In July, the Centers for Medicare & Medicaid Services published its annual outpatient prospective payment system regulation, in which the agency proposed a series of important policy changes, including a significant change to the payment rate for drugs purchased through the 340B drug pricing program. In light of the U.S. Supreme Court’s unanimous decision in American Hospital Association v. Becerra, the agency proposed that it “fully anticipates” restoring a payment rate of average sales price (ASP) plus 6% for 340B drug claims.

A recent report by Avalere funded by the Community Oncology Alliance (COA), an organization that has a long history of trying to undermine the 340B program, contends that the restoration of the ASP plus 6% payment policy for 340B drugs is detrimental to patients and providers.

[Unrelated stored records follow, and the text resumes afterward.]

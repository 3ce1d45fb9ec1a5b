use std::rc::Rc;

use super::Wiring;
use crate::config::ThemeConfig;
use crate::dom::{self, Page};
use crate::error::Result;
use crate::schedule::{BrowserFrames, FrameThrottle};

const BUTTON_ID: &str = "back-to-top";
const VISIBLE_CLASS: &str = "visible";

pub fn is_visible(scroll_y: f64, offset: f64) -> bool {
    scroll_y > offset
}

pub fn install(page: &Page, config: &ThemeConfig) -> Result<Wiring> {
    let Some(button) = page.by_id(BUTTON_ID) else {
        return Ok(Wiring::Skipped("no #back-to-top"));
    };

    let offset = config.back_to_top.visible_offset;
    let reader = page.clone();
    let target = button.clone();
    let update: Rc<dyn Fn()> = Rc::new(move || {
        dom::set_class(&target, VISIBLE_CLASS, is_visible(reader.scroll_y(), offset));
    });
    let throttle = FrameThrottle::new(BrowserFrames, update);
    dom::listen(&page.window, "scroll", move |_| {
        throttle.poke();
    });

    let scroller = page.clone();
    dom::listen(&button, "click", move |_| scroller.smooth_scroll_to(0.0));

    Ok(Wiring::Attached)
}

#[cfg(test)]
mod tests {
    use super::*;

    #[test]
    fn test_visibility_threshold() {
        assert!(!is_visible(0.0, 500.0));
        assert!(!is_visible(500.0, 500.0));
        assert!(is_visible(501.0, 500.0));
    }
}
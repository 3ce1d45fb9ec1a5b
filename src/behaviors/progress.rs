use std::rc::Rc;

use wasm_bindgen::JsCast;
use web_sys::HtmlElement;

use super::Wiring;
use crate::config::ThemeConfig;
use crate::dom::{self, Page};
use crate::error::Result;
use crate::schedule::{BrowserFrames, FrameThrottle};

const BAR: &str = ".reading-progress-bar";
const ARTICLE: &str = ".article";

/// Live geometry needed to place the reader within the article.
#[derive(Debug, Clone, Copy, PartialEq)]
pub struct ReadingGeometry {
    pub scroll_y: f64,
    /// Article top in document coordinates.
    pub article_top: f64,
    pub article_height: f64,
    pub viewport_height: f64,
}

/// Percentage of the article read, clamped to 0..=100. Reaches 0 when the
/// article top enters the bottom of the viewport and 100 when its bottom
/// leaves the top.
pub fn reading_progress(g: &ReadingGeometry) -> f64 {
    let span = g.article_height + g.viewport_height;
    if span <= 0.0 {
        return 0.0;
    }
    let pct = (g.scroll_y - g.article_top + g.viewport_height) / span * 100.0;
    if pct.is_nan() {
        return 0.0;
    }
    pct.clamp(0.0, 100.0)
}

pub fn install(page: &Page, _config: &ThemeConfig) -> Result<Wiring> {
    let Some(bar) = page.query(BAR) else {
        return Ok(Wiring::Skipped("no progress bar"));
    };
    let Some(article) = page.query(ARTICLE) else {
        return Ok(Wiring::Skipped("no .article"));
    };

    let reader = page.clone();
    let update: Rc<dyn Fn()> = Rc::new(move || {
        let scroll_y = reader.scroll_y();
        let rect = article.get_bounding_client_rect();
        let article_height = article
            .dyn_ref::<HtmlElement>()
            .map(|el| el.offset_height() as f64)
            .unwrap_or_else(|| rect.height());
        let geometry = ReadingGeometry {
            scroll_y,
            article_top: rect.top() + scroll_y,
            article_height,
            viewport_height: reader.viewport_height(),
        };
        let pct = reading_progress(&geometry);
        dom::set_style(&bar, "width", &format!("{}%", pct));
    });
    let throttle = FrameThrottle::new(BrowserFrames, update);
    throttle.run_now();
    dom::listen(&page.window, "scroll", move |_| {
        throttle.poke();
    });

    Ok(Wiring::Attached)
}
use std::cell::RefCell;
use std::rc::Rc;

use js_sys::{Function, Promise, Reflect};
use url::{ParseError, Url};
use wasm_bindgen::{JsCast, JsValue};
use wasm_bindgen_futures::{spawn_local, JsFuture};
use web_sys::{Element, Window};

use super::Wiring;
use crate::config::{ShareConfig, ThemeConfig};
use crate::dom::{self, Page};
use crate::error::{Result, ThemeError};
use crate::schedule::{BrowserTimers, Timers};

const BUTTONS: &str = ".share-copy";
const COPIED_CLASS: &str = "copied";

/// The URL a copy button shares: its `data-url` if set, otherwise the page
/// itself. Absolute overrides are copied as written; only relative ones are
/// resolved against the page.
pub fn share_target(data_url: Option<&str>, page_url: &str) -> String {
    let Some(raw) = data_url.map(str::trim).filter(|s| !s.is_empty()) else {
        return page_url.to_string();
    };
    match Url::parse(raw) {
        Err(ParseError::RelativeUrlWithoutBase) => Url::parse(page_url)
            .and_then(|base| base.join(raw))
            .map(|resolved| resolved.to_string())
            .unwrap_or_else(|_| raw.to_string()),
        _ => raw.to_string(),
    }
}

/// Visual "copied" acknowledgment of one button.
pub trait CopyIndicator {
    fn set_copied(&self, copied: bool);
}

/// Shows the acknowledgment after a successful copy and clears it after a
/// fixed delay. A second success inside the window restarts the delay.
pub struct CopyFeedback<T: Timers> {
    timers: T,
    reset_ms: u32,
    indicator: Rc<dyn CopyIndicator>,
    pending: RefCell<Option<T::Handle>>,
}

impl<T: Timers> CopyFeedback<T> {
    pub fn new(timers: T, reset_ms: u32, indicator: Rc<dyn CopyIndicator>) -> Self {
        CopyFeedback {
            timers,
            reset_ms,
            indicator,
            pending: RefCell::new(None),
        }
    }

    pub fn acknowledge(&self) {
        self.pending.borrow_mut().take();
        self.indicator.set_copied(true);
        let indicator = Rc::clone(&self.indicator);
        let handle = self
            .timers
            .timeout(self.reset_ms, Box::new(move || indicator.set_copied(false)));
        *self.pending.borrow_mut() = Some(handle);
    }

    /// Outcome of a clipboard write. Failures are logged and change nothing
    /// on screen.
    pub fn finish(&self, outcome: Result<()>) {
        match outcome {
            Ok(()) => self.acknowledge(),
            Err(e) => log::error!("[share] failed to copy: {}", e),
        }
    }
}

/// Label swap on the button's first `span` plus the `copied` class.
struct ButtonIndicator {
    button: Element,
    label: Option<Element>,
    copied_label: String,
    idle_label: String,
}

impl CopyIndicator for ButtonIndicator {
    fn set_copied(&self, copied: bool) {
        if let Some(label) = &self.label {
            let text = if copied {
                &self.copied_label
            } else {
                &self.idle_label
            };
            label.set_text_content(Some(text));
        }
        dom::set_class(&self.button, COPIED_CLASS, copied);
    }
}

async fn write_clipboard(window: Window, text: String) -> Result<()> {
    let navigator = window.navigator();
    let clipboard = Reflect::get(&navigator, &JsValue::from_str("clipboard"))?;
    if clipboard.is_undefined() || clipboard.is_null() {
        return Err(ThemeError::new("clipboard API unavailable"));
    }
    let write = Reflect::get(&clipboard, &JsValue::from_str("writeText"))?
        .dyn_into::<Function>()
        .map_err(|_| ThemeError::new("clipboard.writeText is not a function"))?;
    let promise = write
        .call1(&clipboard, &JsValue::from_str(&text))?
        .dyn_into::<Promise>()
        .map_err(|_| ThemeError::new("clipboard.writeText did not return a promise"))?;
    JsFuture::from(promise).await?;
    Ok(())
}

fn wire_button(page: &Page, button: Element, config: &ShareConfig) {
    let label = button.query_selector("span").ok().flatten();
    let indicator: Rc<dyn CopyIndicator> = Rc::new(ButtonIndicator {
        button: button.clone(),
        label,
        copied_label: config.copied_label.clone(),
        idle_label: config.idle_label.clone(),
    });
    let feedback = Rc::new(CopyFeedback::new(BrowserTimers, config.reset_ms, indicator));

    let page = page.clone();
    let target = button.clone();
    dom::listen(&button, "click", move |_| {
        let page_url = page.location_href().unwrap_or_default();
        let url = share_target(target.get_attribute("data-url").as_deref(), &page_url);
        let feedback = Rc::clone(&feedback);
        let window = page.window.clone();
        spawn_local(async move {
            let outcome = write_clipboard(window, url).await;
            feedback.finish(outcome);
        });
    });
}

pub fn install(page: &Page, config: &ThemeConfig) -> Result<Wiring> {
    let buttons = page.query_all(BUTTONS);
    if buttons.is_empty() {
        return Ok(Wiring::Skipped("no .share-copy buttons"));
    }
    for button in buttons {
        wire_button(page, button, &config.share);
    }
    Ok(Wiring::Attached)
}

These arguments are entirely without merit. Here are the facts:

  1. Restoration of 340B payments would help maintain access to many critical programs and services for patients. Undoing the nearly 30% unlawful payment cut for 340B hospitals will restore important 340B savings to hospitals that rely on those savings to implement a range of tailored programs and services that are critical to the patients and communities they serve. Examples include behavioral and mental health services, medication assistance treatment programs, mobile treatment clinics for rural populations and the provision of high-cost medications at little or no cost to patients. Ultimately, reimbursing 340B hospitals at ASP plus 6% will ensure that millions of patients nationwide have access to important services that improve their health and well-being.

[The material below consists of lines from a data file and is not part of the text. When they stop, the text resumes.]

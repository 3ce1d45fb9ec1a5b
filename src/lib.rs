//! Interactive behaviors for the Enjin publication theme.
//!
//! Compiled to WebAssembly and loaded by the theme's pages. On start it
//! wires navigation, theme switching, scroll-driven header/progress/ToC
//! state, the hero slider, copy-link buttons, an optional image lightbox,
//! smooth anchor scrolling and fluid video embeds. Every behavior is
//! optional: if its markup is missing it simply stays off.

pub mod behaviors;
pub mod boot;
pub mod config;
pub mod dom;
pub mod error;
pub mod logging;
pub mod media;
pub mod schedule;


use log::LevelFilter;
use wasm_bindgen::prelude::*;

#[wasm_bindgen(start)]
pub fn start() {
    logging::init(LevelFilter::Warn);
    boot::run();
}

/// Wrap the embedded players inside `container` so they scale with its
/// width. For content inserted after the page booted. Returns how many
/// elements were wrapped.
#[wasm_bindgen(js_name = fitMedia)]
pub fn fit_media(container: &web_sys::Element) -> usize {
    let config = match web_sys::window().and_then(|w| w.document()) {
        Some(document) => config::ThemeConfig::for_page(&document),
        None => config::ThemeConfig::bundled(),
    };
    match media::shared(&config.media) {
        Ok(embedder) => embedder.fit(container),
        Err(e) => {
            log::warn!("[media] {}", e);
            0
        }
    }
}
use log::{debug, info, warn};

use crate::behaviors;
use crate::config::ThemeConfig;
use crate::dom::{self, Page};
use crate::logging;

/// When the behaviors can be installed, given `document.readyState`.
#[derive(Debug, Clone, Copy, PartialEq, Eq)]
pub enum Startup {
    Now,
    AfterDomReady,
}

pub fn startup(ready_state: &str) -> Startup {
    if ready_state == "loading" {
        Startup::AfterDomReady
    } else {
        Startup::Now
    }
}

/// Boot sequence. Call once from the start hook.
/// Waits until the document has been parsed, then loads configuration
/// (the page settings block may sit anywhere in the markup) and installs
/// the behaviors.
pub fn run() {
    let Some(page) = Page::current() else {
        warn!("[boot] no window/document, behaviors not installed");
        return;
    };

    // ── 1. Wait for the DOM ────────────────────────────
    match startup(&page.document.ready_state()) {
        Startup::Now => install(&page),
        Startup::AfterDomReady => {
            debug!("[boot] document still loading, waiting for DOMContentLoaded");
            let target = page.document.clone();
            let mut pending = Some(page);
            dom::listen(&target, "DOMContentLoaded", move |_| {
                if let Some(page) = pending.take() {
                    install(&page);
                }
            });
        }
    }
}

fn install(page: &Page) {
    // ── 2. Configuration ───────────────────────────────
    let config = ThemeConfig::for_page(&page.document);
    logging::init(config.level_filter());
    debug!("[boot] configuration loaded");

    // ── 3. Behaviors ───────────────────────────────────
    info!("[boot] installing theme behaviors");
    let attached = behaviors::install_all(page, &config);
    info!("[boot] {} behaviors attached", attached);
}
use wasm_bindgen::JsValue;

/// Error raised while wiring a behavior or talking to a browser API.
/// A missing anchor is never an error; see `behaviors::Wiring::Skipped`.
#[derive(Debug, Clone, PartialEq)]
pub struct ThemeError(pub String);

pub type Result<T> = std::result::Result<T, ThemeError>;

impl ThemeError {
    pub fn new(msg: impl Into<String>) -> Self {
        ThemeError(msg.into())
    }
}

impl std::fmt::Display for ThemeError {
    fn fmt(&self, f: &mut std::fmt::Formatter<'_>) -> std::fmt::Result {
        write!(f, "{}", self.0)
    }
}

impl std::error::Error for ThemeError {}

impl From<JsValue> for ThemeError {
    fn from(value: JsValue) -> Self {
        if let Some(s) = value.as_string() {
            return ThemeError(s);
        }
        match js_sys::JSON::stringify(&value) {
            Ok(s) => ThemeError(String::from(s)),
            Err(_) => ThemeError("unknown JavaScript error".into()),
        }
    }
}

impl From<serde_json::Error> for ThemeError {
    fn from(e: serde_json::Error) -> Self {
        ThemeError(format!("invalid JSON: {}", e))
    }
}

impl From<toml::de::Error> for ThemeError {
    fn from(e: toml::de::Error) -> Self {
        ThemeError(format!("invalid TOML: {}", e))
    }
}

impl From<regex::Error> for ThemeError {
    fn from(e: regex::Error) -> Self {
        ThemeError(format!("invalid pattern: {}", e))
    }
}

#[cfg(test)]
mod tests {
    use super::*;

    #[test]
    fn test_display_is_message() {
        let e = ThemeError::new("clipboard unavailable");
        assert_eq!(e.to_string(), "clipboard unavailable");
    }

    #[test]
    fn test_from_json_error() {
        let err = serde_json::from_str::<serde_json::Value>("{").unwrap_err();
        let e: ThemeError = err.into();
        assert!(e.0.starts_with("invalid JSON"));
    }

    #[test]
    fn test_from_regex_error() {
        let err = regex::Regex::new("(").unwrap_err();
        let e: ThemeError = err.into();
        assert!(e.0.starts_with("invalid pattern"));
    }
}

  2. CMS’ proposed budget neutrality adjustment is inaccurate and needs to be revised to ensure all hospitals are not underpaid going forward. Avalere’s analysis suggesting that many hospitals will see net reductions in payment is predicated on CMS’ flawed budget neutrality adjustment. AHA and others have commented to CMS that its proposed -4.04% budget neutrality adjustment is inaccurate and should be revised to -3.19%. When CMS first implemented the policy to pay 340B hospitals ASP minus 22.5% for 340B drug claims, it estimated that $1.6 billion in payments would be reduced to 340B hospitals that would then be redistributed to all hospitals through a +3.19% adjustment to the OPPS conversion factor to maintain budget neutrality. To undo the policy, the agency must simply reverse the original +3.19% adjustment with a -3.19% adjustment, rather than apply a new, steeper adjustment of -4.04% that would result in a permanent underpayment to hospitals of approximately $410 million. By correcting its proposed neutrality adjustment, CMS can ensure that all hospitals are not underpaid in calendar year 2023 and can continue to care for their patients and communities.

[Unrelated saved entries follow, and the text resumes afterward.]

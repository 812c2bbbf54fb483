use std::fs;
use std::path::{Path, PathBuf};

use anyhow::{Context, Result};
use serde::{Deserialize, Serialize};
use serde_json::Value;

use crate::graph::GraphDef;
use crate::trace;

/// Decoded model file: the graph topology plus its packaging metadata.
#[derive(Debug, Clone, Default, Serialize, Deserialize)]
#[serde(rename_all = "camelCase", default)]
pub struct ModelArtifacts {
    pub format: Option<String>,
    pub generated_by: Option<String>,
    pub converted_by: Option<String>,
    pub model_topology: Option<GraphDef>,
    pub weights_manifest: Option<Value>,
    pub signature: Option<Value>,
}

#[derive(Debug, Clone)]
pub struct ModelLoader {
    path: PathBuf,
    artifacts: ModelArtifacts,
    graph: GraphDef,
}

impl ModelLoader {
    pub fn open(path: impl AsRef<Path>) -> Result<Self> {
        let path = path.as_ref().to_path_buf();
        let txt = fs::read_to_string(&path)
            .with_context(|| format!("read model file {}", path.display()))?;
        let artifacts: ModelArtifacts = serde_json::from_str(&txt)
            .with_context(|| format!("decode model file {}", path.display()))?;
        // A model without a topology behaves as an empty graph.
        let graph = artifacts.model_topology.clone().unwrap_or_default();
        trace!(
            "loaded model {} ({} top-level nodes)",
            path.display(),
            graph.node.as_ref().map_or(0, Vec::len)
        );
        Ok(Self {
            path,
            artifacts,
            graph,
        })
    }

    pub fn path(&self) -> &Path {
        &self.path
    }

    pub fn artifacts(&self) -> &ModelArtifacts {
        &self.artifacts
    }

    pub fn graph(&self) -> &GraphDef {
        &self.graph
    }
}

  3. Restoration of 340B payments will not dramatically increase cost sharing for most Medicare patients. Most Medicare fee-for-service beneficiaries have supplemental coverage that covers any cost sharing liabilities that patients may have. According to a KFF study, nine in 10 Medicare FFS beneficiaries had some kind of supplemental coverage.
  4. CMS cannot rely on its defective 2020 survey to set 340B payment rates prospectively. Avalere’s study points to a survey of acquisition costs that CMS conducted in the spring of 2020 as an option for the agency to set payment rates for 340B drugs for CY 2023. Avalere’s report fails to mention that this survey did not meet the statutory requirements, including by not surveying all OPPS hospitals, and the results were not statistically significant. On top of these flaws, the survey was conducted at the height of the one-in-a-century pandemic, not surprisingly resulting in a very poor response rate that the agency cannot use to set payment rates for CY 2023. Perhaps for these reasons, CMS has never relied on this 2020 survey. Doing so now would not only fly in the face of what the OPPS statute requires but would result in more substantial payment cuts to hospitals.
  5. Restoration of 340B payments will help many hospitals deal with the skyrocketing costs of drugs. During the pandemic, hospital drug expenses have skyrocketed in large part due to drug companies continuing to take unsubstantiated price increases for their products and bringing new products into the market at record-high prices. In fact, a study by Kaufman Hall found that by the end of 2021, hospital drug expenses on per patient bases were 36.9% higher than pre-pandemic levels, in part driven by significant price increases of commonly used drugs to treat critical illnesses such as cancer and rheumatoid arthritis. Higher payments for these drugs will help offset the higher costs associated with acquiring these drugs, as well as administering, storing and handling these drugs.

Ultimately, restoring the payment rate for 340B drugs to ASP plus 6% will help ensure that providers are able to stretch scarce federal resources as far as possible, reaching more eligible patients and providing more comprehensive services. By doing so, hospitals that participate in the 340B program can continue to fulfill the mission of the program that has for 30 years withstood repeated attempts by drug companies and other groups, such as the COA, to undermine its scope. No matter how you look at the numbers, the fact remains that the 340B policy will help many hospitals around the country better care for the patients and communities they proudly serve each day.